WHAT THE TASK REQUIRES.
Go through the entries below. Copy out every line that contains "InputMatch".

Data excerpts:
>>>

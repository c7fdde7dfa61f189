//! Integration tests for config module public API.

use baton::catalog::StepKind;
use baton::config::{
    load_config_or_default, load_merged_config, validate, BatonConfig, DEFAULT_WORKFLOW_NAME,
};
use baton::gating::GatingPolicy;
use baton::runner::Scheduling;
use baton::ui::OutputMode;
use baton::BatonError;
use std::fs;
use tempfile::TempDir;

fn project() -> TempDir {
    let temp = TempDir::new().unwrap();
    fs::create_dir_all(temp.path().join(".baton")).unwrap();
    temp
}

#[test]
fn public_api_is_accessible() {
    let config = BatonConfig::default();
    assert_eq!(config.workflow_name(), DEFAULT_WORKFLOW_NAME);
    assert_eq!(config.settings.default_output, OutputMode::Normal);
}

#[test]
fn full_config_workflow() {
    let temp = project();
    fs::write(
        temp.path().join(".baton/config.yml"),
        r#"
settings:
  workflow_name: Board pack
  scheduling: graph
steps:
  - id: deck
    kind: input
    name: Board deck
    duration_ms: 500
    input:
      file_name: Board.pptx
      format: powerpoint
  - id: summary
    kind: ai_processing
    duration_ms: 2000
    depends_on: [deck]
"#,
    )
    .unwrap();

    let config = load_merged_config(temp.path()).unwrap();
    validate(&config).unwrap();

    let catalog = config.catalog().unwrap();
    assert_eq!(catalog.len(), 2);
    assert_eq!(catalog.get("deck").unwrap().kind, StepKind::Input);
    assert_eq!(catalog.get("summary").unwrap().name, "summary");
    assert_eq!(config.run_options().scheduling, Scheduling::Graph);
}

#[test]
fn config_merge_workflow() {
    let temp = project();
    fs::write(
        temp.path().join(".baton/config.yml"),
        r#"
settings:
  workflow_name: Base
  gating: permissive
  time_scale: 0.5
"#,
    )
    .unwrap();
    fs::write(
        temp.path().join(".baton/config.local.yml"),
        "settings:\n  gating: strict\n",
    )
    .unwrap();

    let config = load_merged_config(temp.path()).unwrap();

    assert_eq!(config.workflow_name(), "Base");
    assert_eq!(config.settings.gating, GatingPolicy::Strict);
    assert_eq!(config.settings.time_scale, 0.5);
}

#[test]
fn missing_config_falls_back_to_builtin() {
    let temp = TempDir::new().unwrap();

    assert!(matches!(
        load_merged_config(temp.path()),
        Err(BatonError::ConfigNotFound { .. })
    ));

    let config = load_config_or_default(temp.path(), None).unwrap();
    assert_eq!(config.catalog().unwrap().len(), 11);
}

#[test]
fn validation_rejects_cycles() {
    let temp = project();
    fs::write(
        temp.path().join(".baton/config.yml"),
        r#"
steps:
  - id: a
    kind: coherence_check
    depends_on: [b]
  - id: b
    kind: coherence_check
    depends_on: [a]
"#,
    )
    .unwrap();

    let err = load_config_or_default(temp.path(), None).unwrap_err();
    assert!(matches!(err, BatonError::ConfigValidationError { .. }));
    assert!(err.to_string().contains("a"));
}
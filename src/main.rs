//! Baton CLI entry point.

use std::process::ExitCode;

use baton::cli::{Cli, CommandDispatcher};
use baton::config::find_project_root;
use baton::ui::{create_ui, OutputMode};
use clap::Parser;
use tracing_subscriber::{fmt, prelude::*, EnvFilter};

/// Initialize the tracing subscriber for logging.
///
/// Log level is controlled by:
/// 1. `--debug` flag sets level to DEBUG
/// 2. `RUST_LOG` environment variable (if set)
/// 3. Default is INFO
///
/// Logs go to stderr so `--json` output stays parseable.
fn init_tracing(debug: bool) {
    let filter = if debug {
        EnvFilter::new("baton=debug")
    } else {
        EnvFilter::try_from_default_env().unwrap_or_else(|_| EnvFilter::new("baton=info"))
    };

    tracing_subscriber::registry()
        .with(fmt::layer().with_target(false).with_writer(std::io::stderr))
        .with(filter)
        .init();
}

fn main() -> ExitCode {
    let cli = Cli::parse();
    init_tracing(cli.debug);

    tracing::debug!("Baton starting with args: {:?}", cli);

    let output_mode = OutputMode::from_flags(cli.verbose, cli.quiet, OutputMode::Normal);

    // Handle --no-color
    if cli.no_color {
        std::env::set_var("NO_COLOR", "1");
    }

    // Explicit --project, else the nearest directory with a .baton/ config,
    // else the current directory.
    let project_root = cli.project.clone().unwrap_or_else(|| {
        let cwd = std::env::current_dir().unwrap_or_default();
        find_project_root(&cwd).unwrap_or(cwd)
    });

    let mut ui = create_ui(true, output_mode);

    let dispatcher = CommandDispatcher::new(project_root).with_config_override(cli.config.clone());

    match dispatcher.dispatch(&cli, ui.as_mut()) {
        Ok(result) => ExitCode::from(result.exit_code as u8),
        Err(e) => {
            ui.error(&format!("Error: {}", e));
            ExitCode::from(1)
        }
    }
}
//! Input file gating.
//!
//! Tracks the files uploaded for the next run and decides whether the
//! catalog's Input steps are covered before a run may start.

use chrono::{DateTime, Utc};
use serde::{Deserialize, Serialize};
use std::collections::HashSet;

use crate::catalog::{FileFormat, StepCatalog};

/// A file handed to the workflow before a run.
#[derive(Debug, Clone, PartialEq, Eq, Serialize)]
pub struct UploadedFileRef {
    /// File name; unique within an upload set.
    pub name: String,
    pub size_bytes: u64,
    pub uploaded_at: DateTime<Utc>,
}

impl UploadedFileRef {
    /// Create a reference stamped with the current time.
    pub fn new(name: impl Into<String>, size_bytes: u64) -> Self {
        Self {
            name: name.into(),
            size_bytes,
            uploaded_at: Utc::now(),
        }
    }

    /// Format derived from the file extension.
    pub fn format(&self) -> Option<FileFormat> {
        FileFormat::from_file_name(&self.name)
    }
}

/// Uploaded files keyed by name, in upload order.
#[derive(Debug, Clone, Default, PartialEq, Eq, Serialize)]
#[serde(transparent)]
pub struct UploadSet {
    files: Vec<UploadedFileRef>,
}

impl UploadSet {
    /// Create an empty set.
    pub fn new() -> Self {
        Self::default()
    }

    /// Add a file. A file with the same name is replaced and the new
    /// entry moves to the end.
    pub fn add(&mut self, file: UploadedFileRef) {
        self.files.retain(|f| f.name != file.name);
        self.files.push(file);
    }

    /// Remove a file by name. Returns the removed entry, if any.
    pub fn remove(&mut self, name: &str) -> Option<UploadedFileRef> {
        let index = self.files.iter().position(|f| f.name == name)?;
        Some(self.files.remove(index))
    }

    pub fn get(&self, name: &str) -> Option<&UploadedFileRef> {
        self.files.iter().find(|f| f.name == name)
    }

    pub fn contains(&self, name: &str) -> bool {
        self.get(name).is_some()
    }

    pub fn iter(&self) -> impl Iterator<Item = &UploadedFileRef> {
        self.files.iter()
    }

    pub fn len(&self) -> usize {
        self.files.len()
    }

    pub fn is_empty(&self) -> bool {
        self.files.is_empty()
    }

    pub fn clear(&mut self) {
        self.files.clear();
    }
}

/// How strictly uploads are checked before a run starts.
#[derive(Debug, Clone, Copy, PartialEq, Eq, Default, Serialize, Deserialize)]
#[serde(rename_all = "snake_case")]
pub enum GatingPolicy {
    /// Inputs are assumed pre-supplied; runs always start.
    #[default]
    Permissive,
    /// Every required Input step needs a matching upload.
    Strict,
}

/// An Input step paired with the upload that satisfies it.
#[derive(Debug, Clone, PartialEq, Eq)]
pub struct InputMatch {
    pub step_id: String,
    pub file_name: String,
}

/// An Input step with no matching upload.
#[derive(Debug, Clone, PartialEq, Eq)]
pub struct MissingInput {
    pub step_id: String,
    pub expected_file: String,
    pub format: FileFormat,
    pub required: bool,
}

impl MissingInput {
    /// Label used in error messages, e.g. `step-2 (Cashflow_Data.xlsx)`.
    pub fn label(&self) -> String {
        format!("{} ({})", self.step_id, self.expected_file)
    }
}

/// Result of matching uploads against the catalog's Input steps.
#[derive(Debug, Clone, Default, PartialEq, Eq)]
pub struct InputCheck {
    pub matched: Vec<InputMatch>,
    pub missing: Vec<MissingInput>,
}

impl InputCheck {
    /// True when no required input is missing.
    pub fn is_satisfied(&self) -> bool {
        self.missing.iter().all(|m| !m.required)
    }

    /// Labels of the required inputs that are missing.
    pub fn missing_required(&self) -> Vec<String> {
        self.missing
            .iter()
            .filter(|m| m.required)
            .map(MissingInput::label)
            .collect()
    }
}

/// Match uploads to Input steps.
///
/// Each upload satisfies at most one step. A step first claims an upload
/// with its exact expected name; steps without one then claim, in catalog
/// order, the earliest unclaimed upload of their format. Input steps with
/// no declared expectation are ignored.
pub fn check_inputs(catalog: &StepCatalog, uploads: &UploadSet) -> InputCheck {
    let expected: Vec<_> = catalog
        .input_steps()
        .filter_map(|step| step.input.as_ref().map(|input| (step.id.as_str(), input)))
        .collect();

    let mut claimed: HashSet<&str> = HashSet::new();
    let mut by_step: Vec<Option<&str>> = vec![None; expected.len()];

    for (slot, (_, input)) in expected.iter().enumerate() {
        if let Some(file) = uploads.get(&input.file_name) {
            claimed.insert(file.name.as_str());
            by_step[slot] = Some(file.name.as_str());
        }
    }

    for (slot, (_, input)) in expected.iter().enumerate() {
        if by_step[slot].is_some() {
            continue;
        }
        let candidate = uploads
            .iter()
            .find(|f| !claimed.contains(f.name.as_str()) && f.format() == Some(input.format));
        if let Some(file) = candidate {
            claimed.insert(file.name.as_str());
            by_step[slot] = Some(file.name.as_str());
        }
    }

    let mut check = InputCheck::default();
    for ((step_id, input), file) in expected.iter().zip(by_step) {
        match file {
            Some(file_name) => check.matched.push(InputMatch {
                step_id: step_id.to_string(),
                file_name: file_name.to_string(),
            }),
            None => check.missing.push(MissingInput {
                step_id: step_id.to_string(),
                expected_file: input.file_name.clone(),
                format: input.format,
                required: input.required,
            }),
        }
    }
    check
}

#[cfg(test)]
mod tests {
    use super::*;
    use crate::catalog::{ExpectedInput, StepDefinition, StepKind};

    fn two_input_catalog() -> StepCatalog {
        StepCatalog::new(vec![
            StepDefinition::new("deck", StepKind::Input, 10)
                .with_input(ExpectedInput::new("Slides.pptx", FileFormat::PowerPoint)),
            StepDefinition::new("sheet", StepKind::Input, 10)
                .with_input(ExpectedInput::new("Data.xlsx", FileFormat::Excel)),
            StepDefinition::new("check", StepKind::CoherenceCheck, 10),
        ])
        .unwrap()
    }

    #[test]
    fn add_replaces_by_name() {
        let mut set = UploadSet::new();
        set.add(UploadedFileRef::new("a.xlsx", 10));
        set.add(UploadedFileRef::new("a.xlsx", 20));

        assert_eq!(set.len(), 1);
        assert_eq!(set.get("a.xlsx").unwrap().size_bytes, 20);
    }

    #[test]
    fn replaced_file_moves_to_end() {
        let mut set = UploadSet::new();
        set.add(UploadedFileRef::new("a.xlsx", 1));
        set.add(UploadedFileRef::new("b.pptx", 1));
        set.add(UploadedFileRef::new("a.xlsx", 2));

        let names: Vec<_> = set.iter().map(|f| f.name.as_str()).collect();
        assert_eq!(names, vec!["b.pptx", "a.xlsx"]);
    }

    #[test]
    fn remove_by_name() {
        let mut set = UploadSet::new();
        set.add(UploadedFileRef::new("a.xlsx", 1));
        assert!(set.remove("missing.xlsx").is_none());
        assert_eq!(set.remove("a.xlsx").unwrap().name, "a.xlsx");
        assert!(set.is_empty());
    }

    #[test]
    fn exact_names_satisfy_inputs() {
        let mut set = UploadSet::new();
        set.add(UploadedFileRef::new("Data.xlsx", 1));
        set.add(UploadedFileRef::new("Slides.pptx", 1));

        let check = check_inputs(&two_input_catalog(), &set);
        assert!(check.is_satisfied());
        assert_eq!(check.matched.len(), 2);
        assert_eq!(check.matched[0].step_id, "deck");
        assert_eq!(check.matched[0].file_name, "Slides.pptx");
    }

    #[test]
    fn format_match_fills_unnamed_inputs() {
        let mut set = UploadSet::new();
        set.add(UploadedFileRef::new("november.xlsx", 1));

        let check = check_inputs(&two_input_catalog(), &set);
        assert!(!check.is_satisfied());
        assert_eq!(check.matched[0].step_id, "sheet");
        assert_eq!(check.matched[0].file_name, "november.xlsx");
        assert_eq!(check.missing_required(), vec!["deck (Slides.pptx)"]);
    }

    #[test]
    fn one_upload_satisfies_one_input() {
        let catalog = StepCatalog::new(vec![
            StepDefinition::new("a", StepKind::Input, 10)
                .with_input(ExpectedInput::new("A.xlsx", FileFormat::Excel)),
            StepDefinition::new("b", StepKind::Input, 10)
                .with_input(ExpectedInput::new("B.xlsx", FileFormat::Excel)),
        ])
        .unwrap();
        let mut set = UploadSet::new();
        set.add(UploadedFileRef::new("other.xlsx", 1));

        let check = check_inputs(&catalog, &set);
        assert_eq!(check.matched.len(), 1);
        assert_eq!(check.missing.len(), 1);
        assert_eq!(check.missing[0].step_id, "b");
    }

    #[test]
    fn exact_name_wins_over_earlier_format_claim() {
        let catalog = StepCatalog::new(vec![
            StepDefinition::new("a", StepKind::Input, 10)
                .with_input(ExpectedInput::new("A.xlsx", FileFormat::Excel)),
            StepDefinition::new("b", StepKind::Input, 10)
                .with_input(ExpectedInput::new("B.xlsx", FileFormat::Excel)),
        ])
        .unwrap();
        let mut set = UploadSet::new();
        set.add(UploadedFileRef::new("B.xlsx", 1));
        set.add(UploadedFileRef::new("misc.xlsx", 1));

        let check = check_inputs(&catalog, &set);
        assert!(check.is_satisfied());
        let b = check.matched.iter().find(|m| m.step_id == "b").unwrap();
        assert_eq!(b.file_name, "B.xlsx");
    }

    #[test]
    fn optional_inputs_do_not_block() {
        let mut input = ExpectedInput::new("Extra.xlsx", FileFormat::Excel);
        input.required = false;
        let catalog =
            StepCatalog::new(vec![StepDefinition::new("x", StepKind::Input, 1).with_input(input)])
                .unwrap();

        let check = check_inputs(&catalog, &UploadSet::new());
        assert!(check.is_satisfied());
        assert_eq!(check.missing.len(), 1);
        assert!(check.missing_required().is_empty());
    }

    #[test]
    fn builtin_catalog_is_satisfied_by_expected_files() {
        let mut set = UploadSet::new();
        for name in [
            "Marketing_Slides.pptx",
            "Cashflow_Data.xlsx",
            "Reporting_Template.pptx",
            "Reporting_Template.xlsx",
        ] {
            set.add(UploadedFileRef::new(name, 1024));
        }
        let check = check_inputs(&StepCatalog::builtin(), &set);
        assert!(check.is_satisfied());
        assert_eq!(check.matched.len(), 4);
    }
}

<<<

PROBLEM SOLUTION.
pub struct InputMatch {
    pub matched: Vec<InputMatch>,
            Some(file_name) => check.matched.push(InputMatch {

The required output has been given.